In a statement released on Tuesday (1 August), and seen by PinkNews, Dato’ Setia Dr. Na’im addressed the “issue” of a pro-LGBTQ+ gathering outside the Sogo Kuala Lumpur shopping centre on Saturday (29 July).
He referred to the eight protestors – who are all followers of the Ahmadi Religion of Peace and Light – as “a group suspected of promoting things against the teachings of Islam”.
The religion follows teachings of imam Mahdi and believes in imam Ahmed al-Hassan as its divine guide.
According to the New Straits Times, Kuala Lumpur police chief Datuk Mohd Shuhaily Mohd Zain said the eight men detained were aged between 18 and 56.
They held placards that read “Only God can judge”, “Being gay is not a crime”, “Down down Syariah court” and “Gay people are not criminals and being gay is not a crime”, he added.
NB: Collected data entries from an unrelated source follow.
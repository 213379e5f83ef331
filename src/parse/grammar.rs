use winnow::ascii::{digit0, digit1};
use winnow::combinator::{alt, cut_err, delimited, opt, preceded, repeat, separated};
use winnow::error::{ModalResult, StrContext, StrContextValue};
use winnow::prelude::*;
use winnow::token::{one_of, take_while};

use crate::{BinaryOp, Expr, UnaryOp};

// -- Whitespace -------------------------------------------------------------

fn ws(input: &mut &str) -> ModalResult<()> {
    take_while(0.., |c: char| c.is_whitespace())
        .void()
        .parse_next(input)
}

// -- Identifiers ------------------------------------------------------------

fn ident<'i>(input: &mut &'i str) -> ModalResult<&'i str> {
    (
        take_while(1.., |c: char| c.is_ascii_alphabetic() || c == '_'),
        take_while(0.., |c: char| {
            c.is_ascii_alphanumeric() || c == '_' || c == '.'
        }),
    )
        .take()
        .parse_next(input)
}

// -- Numbers ----------------------------------------------------------------

fn number(input: &mut &str) -> ModalResult<f64> {
    (
        alt((
            (digit1, opt(('.', digit0))).void(),
            ('.', digit1).void(),
        )),
        opt((one_of(['e', 'E']), opt(one_of(['+', '-'])), cut_err(digit1))),
    )
        .take()
        .try_map(|s: &str| s.parse::<f64>())
        .parse_next(input)
}

// -- Operators --------------------------------------------------------------

fn or_op(input: &mut &str) -> ModalResult<BinaryOp> {
    "||".value(BinaryOp::Or).parse_next(input)
}

fn and_op(input: &mut &str) -> ModalResult<BinaryOp> {
    "&&".value(BinaryOp::And).parse_next(input)
}

fn compare_op(input: &mut &str) -> ModalResult<BinaryOp> {
    alt((
        "==".value(BinaryOp::Eq),
        "!=".value(BinaryOp::Neq),
        "<>".value(BinaryOp::Neq),
        "<=".value(BinaryOp::Lte),
        ">=".value(BinaryOp::Gte),
        "<".value(BinaryOp::Lt),
        ">".value(BinaryOp::Gt),
        "=".value(BinaryOp::Eq),
    ))
    .parse_next(input)
}

fn additive_op(input: &mut &str) -> ModalResult<BinaryOp> {
    alt(('+'.value(BinaryOp::Add), '-'.value(BinaryOp::Sub))).parse_next(input)
}

fn multiplicative_op(input: &mut &str) -> ModalResult<BinaryOp> {
    alt((
        '*'.value(BinaryOp::Mul),
        '/'.value(BinaryOp::Div),
        '%'.value(BinaryOp::Rem),
    ))
    .parse_next(input)
}

// -- Expressions (precedence: ?: < || < && < cmp < +- < */% < unary < ^) ------

fn primary(input: &mut &str) -> ModalResult<Expr> {
    ws.parse_next(input)?;
    alt((
        number.map(Expr::Number),
        delimited('(', cut_err(expr), (ws, cut_err(')'))),
        call_or_variable,
    ))
    .context(StrContext::Expected(StrContextValue::Description(
        "number, variable, function call or parenthesized expression",
    )))
    .parse_next(input)
}

fn call_or_variable(input: &mut &str) -> ModalResult<Expr> {
    let name = ident.parse_next(input)?;
    let args = opt(preceded((ws, '('), cut_err(arguments))).parse_next(input)?;
    Ok(match args {
        Some(args) => Expr::Call {
            function: name.to_owned(),
            args,
        },
        None => Expr::Variable(name.to_owned()),
    })
}

fn arguments(input: &mut &str) -> ModalResult<Vec<Expr>> {
    let args: Vec<Expr> = separated(0.., expr, (ws, ',')).parse_next(input)?;
    ws.parse_next(input)?;
    ')'.context(StrContext::Expected(StrContextValue::CharLiteral(')')))
        .parse_next(input)?;
    Ok(args)
}

fn power(input: &mut &str) -> ModalResult<Expr> {
    let base = primary(input)?;
    let exponent = opt(preceded((ws, '^'), cut_err(unary))).parse_next(input)?;
    Ok(match exponent {
        Some(exponent) => Expr::Binary {
            op: BinaryOp::Pow,
            lhs: Box::new(base),
            rhs: Box::new(exponent),
        },
        None => base,
    })
}

fn unary(input: &mut &str) -> ModalResult<Expr> {
    ws.parse_next(input)?;
    let prefix = opt(alt((
        '-'.value(Some(UnaryOp::Neg)),
        '!'.value(Some(UnaryOp::Not)),
        '+'.value(None),
    )))
    .parse_next(input)?;
    match prefix {
        Some(Some(op)) => {
            let operand = cut_err(unary).parse_next(input)?;
            Ok(Expr::Unary {
                op,
                operand: Box::new(operand),
            })
        }
        Some(None) => cut_err(unary).parse_next(input),
        None => power(input),
    }
}

/// One left-associative binary precedence level.
fn binary_level(
    input: &mut &str,
    operand: fn(&mut &str) -> ModalResult<Expr>,
    op: fn(&mut &str) -> ModalResult<BinaryOp>,
) -> ModalResult<Expr> {
    let first = operand(input)?;
    let rest: Vec<(BinaryOp, Expr)> =
        repeat(0.., (preceded(ws, op), cut_err(operand))).parse_next(input)?;
    Ok(rest.into_iter().fold(first, |lhs, (op, rhs)| Expr::Binary {
        op,
        lhs: Box::new(lhs),
        rhs: Box::new(rhs),
    }))
}

fn multiplicative(input: &mut &str) -> ModalResult<Expr> {
    binary_level(input, unary, multiplicative_op)
}

fn additive(input: &mut &str) -> ModalResult<Expr> {
    binary_level(input, multiplicative, additive_op)
}

fn comparison(input: &mut &str) -> ModalResult<Expr> {
    binary_level(input, additive, compare_op)
}

fn and_expr(input: &mut &str) -> ModalResult<Expr> {
    binary_level(input, comparison, and_op)
}

fn or_expr(input: &mut &str) -> ModalResult<Expr> {
    binary_level(input, and_expr, or_op)
}

fn conditional(input: &mut &str) -> ModalResult<Expr> {
    let condition = or_expr(input)?;
    let branches = opt(preceded(
        (ws, '?'),
        cut_err((expr, preceded((ws, ':'), expr))),
    ))
    .parse_next(input)?;
    Ok(match branches {
        Some((then, otherwise)) => Expr::Conditional {
            condition: Box::new(condition),
            then: Box::new(then),
            otherwise: Box::new(otherwise),
        },
        None => condition,
    })
}

fn expr(input: &mut &str) -> ModalResult<Expr> {
    ws.parse_next(input)?;
    conditional(input)
}

// -- Top-level parser -------------------------------------------------------

pub fn parse_expression(input: &mut &str) -> ModalResult<Expr> {
    let parsed = expr(input)?;
    ws.parse_next(input)?;
    Ok(parsed)
}
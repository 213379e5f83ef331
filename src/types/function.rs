use std::fmt;

/// Built-in functions callable from rule expressions.
///
/// Names are matched case-insensitively, so `Max(a, b)` and `max(a, b)` both
/// resolve to [`Function::Max`].
#[derive(Debug, Clone, Copy, PartialEq, Eq)]
pub enum Function {
    Abs,
    Acos,
    Asin,
    Atan,
    Atan2,
    Ceil,
    Clamp,
    Cos,
    Exp,
    Floor,
    If,
    Lerp,
    Ln,
    Log,
    Log10,
    Max,
    Min,
    Pow,
    Round,
    Sign,
    Sin,
    Sqrt,
    Tan,
    Trunc,
}

/// Number of arguments a function accepts.
#[derive(Debug, Clone, Copy, PartialEq, Eq)]
pub enum Arity {
    Exact(usize),
    Range(usize, usize),
    AtLeast(usize),
}

const ALL: [Function; 24] = [
    Function::Abs,
    Function::Acos,
    Function::Asin,
    Function::Atan,
    Function::Atan2,
    Function::Ceil,
    Function::Clamp,
    Function::Cos,
    Function::Exp,
    Function::Floor,
    Function::If,
    Function::Lerp,
    Function::Ln,
    Function::Log,
    Function::Log10,
    Function::Max,
    Function::Min,
    Function::Pow,
    Function::Round,
    Function::Sign,
    Function::Sin,
    Function::Sqrt,
    Function::Tan,
    Function::Trunc,
];

impl Function {
    /// Resolve a function by name, ignoring ASCII case.
    #[must_use]
    pub fn lookup(name: &str) -> Option<Function> {
        ALL.iter()
            .copied()
            .find(|f| f.name().eq_ignore_ascii_case(name))
    }

    #[must_use]
    pub fn name(self) -> &'static str {
        match self {
            Function::Abs => "abs",
            Function::Acos => "acos",
            Function::Asin => "asin",
            Function::Atan => "atan",
            Function::Atan2 => "atan2",
            Function::Ceil => "ceil",
            Function::Clamp => "clamp",
            Function::Cos => "cos",
            Function::Exp => "exp",
            Function::Floor => "floor",
            Function::If => "if",
            Function::Lerp => "lerp",
            Function::Ln => "ln",
            Function::Log => "log",
            Function::Log10 => "log10",
            Function::Max => "max",
            Function::Min => "min",
            Function::Pow => "pow",
            Function::Round => "round",
            Function::Sign => "sign",
            Function::Sin => "sin",
            Function::Sqrt => "sqrt",
            Function::Tan => "tan",
            Function::Trunc => "trunc",
        }
    }

    #[must_use]
    pub fn arity(self) -> Arity {
        match self {
            Function::Atan2 | Function::Pow => Arity::Exact(2),
            Function::Clamp | Function::If | Function::Lerp => Arity::Exact(3),
            Function::Log => Arity::Range(1, 2),
            Function::Max | Function::Min => Arity::AtLeast(2),
            _ => Arity::Exact(1),
        }
    }

    /// Apply an eagerly-evaluated function.
    ///
    /// Returns `None` for `If`, which compiles to a conditional so that only
    /// the chosen branch is evaluated. `args.len()` must satisfy
    /// [`arity()`](Self::arity); the compiler guarantees this.
    pub(crate) fn apply(self, args: &[f64]) -> Option<f64> {
        let value = match self {
            Function::If => return None,
            Function::Abs => args[0].abs(),
            Function::Acos => args[0].acos(),
            Function::Asin => args[0].asin(),
            Function::Atan => args[0].atan(),
            Function::Atan2 => args[0].atan2(args[1]),
            Function::Ceil => args[0].ceil(),
            // max/min rather than f64::clamp, which panics when lo > hi
            Function::Clamp => args[0].max(args[1]).min(args[2]),
            Function::Cos => args[0].cos(),
            Function::Exp => args[0].exp(),
            Function::Floor => args[0].floor(),
            Function::Lerp => args[0] + (args[1] - args[0]) * args[2],
            Function::Ln => args[0].ln(),
            Function::Log => match args {
                [x, base] => x.log(*base),
                _ => args[0].ln(),
            },
            Function::Log10 => args[0].log10(),
            Function::Max => args.iter().copied().fold(f64::NEG_INFINITY, f64::max),
            Function::Min => args.iter().copied().fold(f64::INFINITY, f64::min),
            Function::Pow => args[0].powf(args[1]),
            Function::Round => args[0].round(),
            Function::Sign => {
                if args[0] == 0.0 {
                    0.0
                } else {
                    args[0].signum()
                }
            }
            Function::Sin => args[0].sin(),
            Function::Sqrt => args[0].sqrt(),
            Function::Tan => args[0].tan(),
            Function::Trunc => args[0].trunc(),
        };
        Some(value)
    }
}

impl Arity {
    #[must_use]
    pub fn accepts(self, count: usize) -> bool {
        match self {
            Arity::Exact(n) => count == n,
            Arity::Range(lo, hi) => (lo..=hi).contains(&count),
            Arity::AtLeast(n) => count >= n,
        }
    }
}

impl fmt::Display for Function {
    fn fmt(&self, f: &mut fmt::Formatter<'_>) -> fmt::Result {
        f.write_str(self.name())
    }
}

impl fmt::Display for Arity {
    fn fmt(&self, f: &mut fmt::Formatter<'_>) -> fmt::Result {
        match self {
            Arity::Exact(n) => write!(f, "{n}"),
            Arity::Range(lo, hi) => write!(f, "{lo} to {hi}"),
            Arity::AtLeast(n) => write!(f, "at least {n}"),
        }
    }
}
use std::fs;

use rigmap::{Engine, InputFrame, RuleRepository};

const RULES: &str = r#"{
  "rules": [
    { "name": "FaceAngleX", "expression": "HeadYaw * -1", "input_min": -30, "input_max": 30 },
    { "name": "EyeOpenLeft", "func": "1 - EyeBlinkLeft", "min": 0, "max": 1, "default": 1 },
    { "name": "MouthOpen", "expression": "JawOpen", "input_min": 0, "input_max": 1,
      "curve": { "type": "Bezier", "points": [[0, 0], [0.7, 0.3], [0.9, 0.7], [1, 1]] } }
  ]
}"#;

fn main() -> Result<(), Box<dyn std::error::Error>> {
    let dir = tempfile::tempdir()?;
    let path = dir.path().join("face.json");
    fs::write(&path, RULES)?;

    let repo = RuleRepository::from_fs();
    let snapshot = repo.load(&path);
    println!("{snapshot}");

    let frame = InputFrame::new()
        .set("HeadYaw", 10.0)
        .set("EyeBlinkLeft", 0.3)
        .set("JawOpen", 0.5);
    println!("{}", Engine::default().evaluate(&snapshot, &frame));

    // A broken edit keeps the last good rules in service
    fs::write(&path, "{ not json")?;
    let fallback = repo.load(&path);
    println!("{fallback}");
    println!("{}", Engine::default().evaluate(&fallback, &frame));

    Ok(())
}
The protest came just a week after British indie band The 1975 had a show cut short in Malaysia after frontman Matty Healy took aim at the Malaysian government’s anti-LGBTQ+ stance.
Healy’s actions were criticised by local LGBTQ+ activists, who described his onstage antics as “giving white saviour complex” and said the incident could put the country’s queer community in even greater danger in the run-up to Malaysia’s state elections.
Sodomy has been outlawed in predominantly Muslim Malaysia since 1871, when the country was under British colonial rule. Punishments range from fines and caning to imprisonment of up to 20 years.
A subsection of the criminal code provides additional punishment for men convicted of “gross indecency with another male person”.
It is also one of a handful of countries worldwide that explicitly criminalises the gender expression of trans people.
The arrests come amid an ongoing LGBTQ+ crackdown in Malaysia
Tuesday’s statement read: “Any effort to promote and normalise a perverted lifestyle that contradicts Islamic teachings and human nature, such as LGBT, is completely unacceptable. Efforts to block the spread of such perverse beliefs must be carried out earnestly and in concert.”
The government representative added that the prime minister’s department of religious affairs advises Muslims to continue following the “teachings of Islam and to stay away from involvement with any teachings and beliefs that conflict with Islamic creed, Sharia [law] and morals”.
Investigations are ongoing following the protestors being released on bail after being held for two days. A court hearing is expected to be set in September.
“Investigations are under Section 186 of the Penal Code, Section 14 of the Minor Offences Act 1955 and Section 9(5) of the Peaceful Assembly Act 2012.
“Further investigations found that one of them was arrested two weeks ago for distributing flyers of the teachings at the Putrajaya mosque,” the police chief said.
The protest comes as Malaysia’s government continues to crackdown on the LGBTQ+ community, with queer people facing arrests and having to endure forced conversion therapy in what officials term an attempt to stem the “spread of LGBTQ+ culture in society”.